2c. Medicatieoverdracht: complete medicatiegegevens nodig voor goede zorg
Een belangrijke basis voor goede farmaceutische patiëntenzorg is de beschikbaarheid
van complete en actuele medicatiegegevens voor zorgverleners en patiënten. Om dit
te realiseren is het essentieel dat medicatiegegevens kunnen worden uitgewisseld tussen
de zorginformatiesystemen van zorgverleners en de persoonlijke gezondheidsomgeving
van de patiënt.
In het landelijk Programma Medicatieoverdracht werken partijen hieraan door het implementeren
van de kwaliteitstandaard Medicatieoverdracht en bijbehorende afspraken. De doelen
zijn het voorkomen van medicatie-incidenten en daarmee het verbeteren van de medicatieveiligheid
voor patiënten en het verminderen van de administratieve lasten voor zorgverleners.
Vanwege het belang werk ik ook aan de wettelijke verplichting voor medicatieoverdracht
onder de Wet op de elektronische gegevensuitwisseling (Wegiz).10 De eerste implementatie van de elektronische uitwisseling van medicatiegegevens vindt
plaats in de Kickstartregio’s Rijnmond en Friesland.

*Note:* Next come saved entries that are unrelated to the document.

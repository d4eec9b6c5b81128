//! Square matrices (row-major) for 3D and homogeneous transforms
//!
//! `Mat3` and `Mat4` share one implementation through `square_matrix!`;
//! only the vector type they multiply differs.

use std::fmt;
use std::ops::{Add, AddAssign, Div, DivAssign, Index, IndexMut, Mul, MulAssign, Sub, SubAssign};

use super::math::{Vec3, Vec4};

macro_rules! square_matrix {
    ($name:ident, $n:expr, $vec:ident, [$($field:ident),+]) => {
        #[derive(Debug, Clone, Copy, PartialEq)]
        pub struct $name {
            /// `m[row][col]`
            pub m: [[f32; $n]; $n],
        }

        impl $name {
            pub const ZERO: $name = $name { m: [[0.0; $n]; $n] };

            pub const fn from_rows(m: [[f32; $n]; $n]) -> Self {
                Self { m }
            }

            pub fn identity() -> Self {
                let mut out = Self::ZERO;
                for i in 0..$n {
                    out.m[i][i] = 1.0;
                }
                out
            }

            pub fn transposed(&self) -> Self {
                let mut out = Self::ZERO;
                for row in 0..$n {
                    for col in 0..$n {
                        out.m[col][row] = self.m[row][col];
                    }
                }
                out
            }

            pub fn transpose(&mut self) {
                *self = self.transposed();
            }

            /// Element-wise comparison with an absolute tolerance
            pub fn approx_eq(&self, other: &Self, eps: f32) -> bool {
                self.m
                    .iter()
                    .flatten()
                    .zip(other.m.iter().flatten())
                    .all(|(a, b)| (a - b).abs() <= eps)
            }

            fn zip_with(&self, other: &Self, f: impl Fn(f32, f32) -> f32) -> Self {
                let mut out = Self::ZERO;
                for row in 0..$n {
                    for col in 0..$n {
                        out.m[row][col] = f(self.m[row][col], other.m[row][col]);
                    }
                }
                out
            }

            fn map(&self, f: impl Fn(f32) -> f32) -> Self {
                let mut out = *self;
                for v in out.m.iter_mut().flatten() {
                    *v = f(*v);
                }
                out
            }
        }

        impl Default for $name {
            fn default() -> Self {
                Self::identity()
            }
        }

        impl Index<(usize, usize)> for $name {
            type Output = f32;
            fn index(&self, (row, col): (usize, usize)) -> &f32 {
                &self.m[row][col]
            }
        }

        impl IndexMut<(usize, usize)> for $name {
            fn index_mut(&mut self, (row, col): (usize, usize)) -> &mut f32 {
                &mut self.m[row][col]
            }
        }

        impl Add for $name {
            type Output = $name;
            fn add(self, other: $name) -> $name {
                self.zip_with(&other, |a, b| a + b)
            }
        }

        impl Sub for $name {
            type Output = $name;
            fn sub(self, other: $name) -> $name {
                self.zip_with(&other, |a, b| a - b)
            }
        }

        impl Mul for $name {
            type Output = $name;
            fn mul(self, other: $name) -> $name {
                let mut out = $name::ZERO;
                for row in 0..$n {
                    for col in 0..$n {
                        out.m[row][col] = (0..$n).map(|k| self.m[row][k] * other.m[k][col]).sum();
                    }
                }
                out
            }
        }

        impl Mul<$vec> for $name {
            type Output = $vec;
            fn mul(self, v: $vec) -> $vec {
                let input = [$(v.$field),+];
                let out: [f32; $n] =
                    std::array::from_fn(|r| (0..$n).map(|k| self.m[r][k] * input[k]).sum());
                let [$($field),+] = out;
                $vec { $($field),+ }
            }
        }

        impl Mul<f32> for $name {
            type Output = $name;
            fn mul(self, s: f32) -> $name {
                self.map(|v| v * s)
            }
        }

        /// Plain IEEE division: a zero divisor yields infinities or NaN
        impl Div<f32> for $name {
            type Output = $name;
            fn div(self, s: f32) -> $name {
                self.map(|v| v / s)
            }
        }

        impl AddAssign for $name {
            fn add_assign(&mut self, other: $name) {
                *self = *self + other;
            }
        }

        impl SubAssign for $name {
            fn sub_assign(&mut self, other: $name) {
                *self = *self - other;
            }
        }

        impl MulAssign for $name {
            fn mul_assign(&mut self, other: $name) {
                *self = *self * other;
            }
        }

        impl MulAssign<f32> for $name {
            fn mul_assign(&mut self, s: f32) {
                *self = *self * s;
            }
        }

        impl DivAssign<f32> for $name {
            fn div_assign(&mut self, s: f32) {
                *self = *self / s;
            }
        }

        /// `[[a, b, c]` one row per line, rows aligned under the outer bracket
        impl fmt::Display for $name {
            fn fmt(&self, f: &mut fmt::Formatter<'_>) -> fmt::Result {
                write!(f, "[")?;
                for (i, row) in self.m.iter().enumerate() {
                    if i != 0 {
                        write!(f, "\n ")?;
                    }
                    write!(f, "[")?;
                    for (j, v) in row.iter().enumerate() {
                        if j != 0 {
                            write!(f, ", ")?;
                        }
                        write!(f, "{}", v)?;
                    }
                    write!(f, "]")?;
                }
                write!(f, "]")
            }
        }
    };
}

square_matrix!(Mat3, 3, Vec3, [x, y, z]);
square_matrix!(Mat4, 4, Vec4, [x, y, z, w]);

impl Mat4 {
    /// Homogeneous translation by `t`
    pub fn translation(t: Vec3) -> Self {
        let mut out = Self::identity();
        out.m[0][3] = t.x;
        out.m[1][3] = t.y;
        out.m[2][3] = t.z;
        out
    }
}
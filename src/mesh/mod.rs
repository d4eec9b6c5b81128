//! Mesh utilities that live beside the rasterizer
//!
//! Not used by the fill path; kept for callers lighting their own geometry.

mod normals;

pub use normals::*;
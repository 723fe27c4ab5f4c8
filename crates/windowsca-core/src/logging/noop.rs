//! No-op logger implementation

use super::traits::Logger;

/// A logger that does nothing
#[derive(Debug, Clone, Copy, Default)]
pub struct NoOpLogger;

impl NoOpLogger {
    pub fn new() -> Self {
        Self
    }
}

impl Logger for NoOpLogger {
    fn debug(&self, _message: &str) {}
    fn info(&self, _message: &str) {}
    fn warn(&self, _message: &str) {}
    fn error(&self, _message: &str) {}
}
//! Credential resolution
//!
//! This module turns the declared provider configuration and a snapshot of
//! the environment into either a ready client or the diagnostics explaining
//! why one could not be built.

mod credential_resolver;

pub use credential_resolver::{merge_attribute, resolve_credentials, CredentialResolver};
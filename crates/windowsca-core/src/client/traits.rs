//! Client seam between the provider and the certificate authority client

use std::sync::Arc;

use crate::types::ResolvedCredentials;

use super::error::ClientResult;

/// A configured certificate authority client
///
/// Resources and data sources only ever see this through a [`ClientHandle`].
/// It deliberately exposes no way to read the password back.
pub trait CaClient: Send + Sync + std::fmt::Debug {
    /// WS-Management endpoint the client talks to
    fn endpoint(&self) -> &str;

    /// Account the client authenticates as
    fn username(&self) -> &str;
}

/// Shared client handed to every resource and data source
pub type ClientHandle = Arc<dyn CaClient>;

/// Constructor for [`CaClient`]s
///
/// Called once per provider lifecycle, only with non-empty credentials.
pub trait ClientFactory: Send + Sync {
    fn create(&self, credentials: &ResolvedCredentials) -> ClientResult<ClientHandle>;
}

Om de effecten van de implementatie van de medicatieoverdracht op de verbetering van
de medicatieveiligheid en het verminderen van administratieve lasten te kunnen toetsen
heeft mijn ambtsvoorganger het Nivel en consortium partijen11 gevraagd een zorgbrede «nulmeting medicatieoverdracht» uit te voeren en een meetinstrument
te ontwikkelen met bruikbare kwaliteitsindicatoren.
Nulmeting
De nulmeting richt zich op de stand van zaken van medicatieoverdracht. De insteek
hierbij is het zorgbreed12 meten van Onbedoelde Medicatie Discrepanties (OMD). OMD’s zijn onbedoelde afwijkingen
tussen het medicatiegebruik van de patiënt en de medicatielijst die de zorgverlener
gebruikt en verstrekt. De nulmeting brengt het percentage OMD’s in beeld, de tijd
en kosten die met het achterhalen van de medicatie-informatie zijn gemoeid en de ervaringen
van patiënten en zorgverleners.
U treft het rapport «Medicatieoverdracht»13 aan als bijlage bij deze brief. Uit de resultaten blijkt dat zorgverleners te maken
hebben met incomplete medicatielijsten bij een groot deel van hun patiënten. Bij poliklinieken,
huisartsen en openbare apotheken werd bij 44% tot 90% van de patiënten minstens één
OMD gevonden. Bij opname en ontslag in ziekenhuizen is de situatie beter, 9% respectievelijk
14% van de patiënten had minstens één OMD. Dit komt door de medicatieverificatie die
apothekersassistenten uitvoeren. Ze halen fouten uit de aangeleverde medicatielijsten
door in gesprek te gaan met de patiënt en zo nodig te bellen met zorgverleners.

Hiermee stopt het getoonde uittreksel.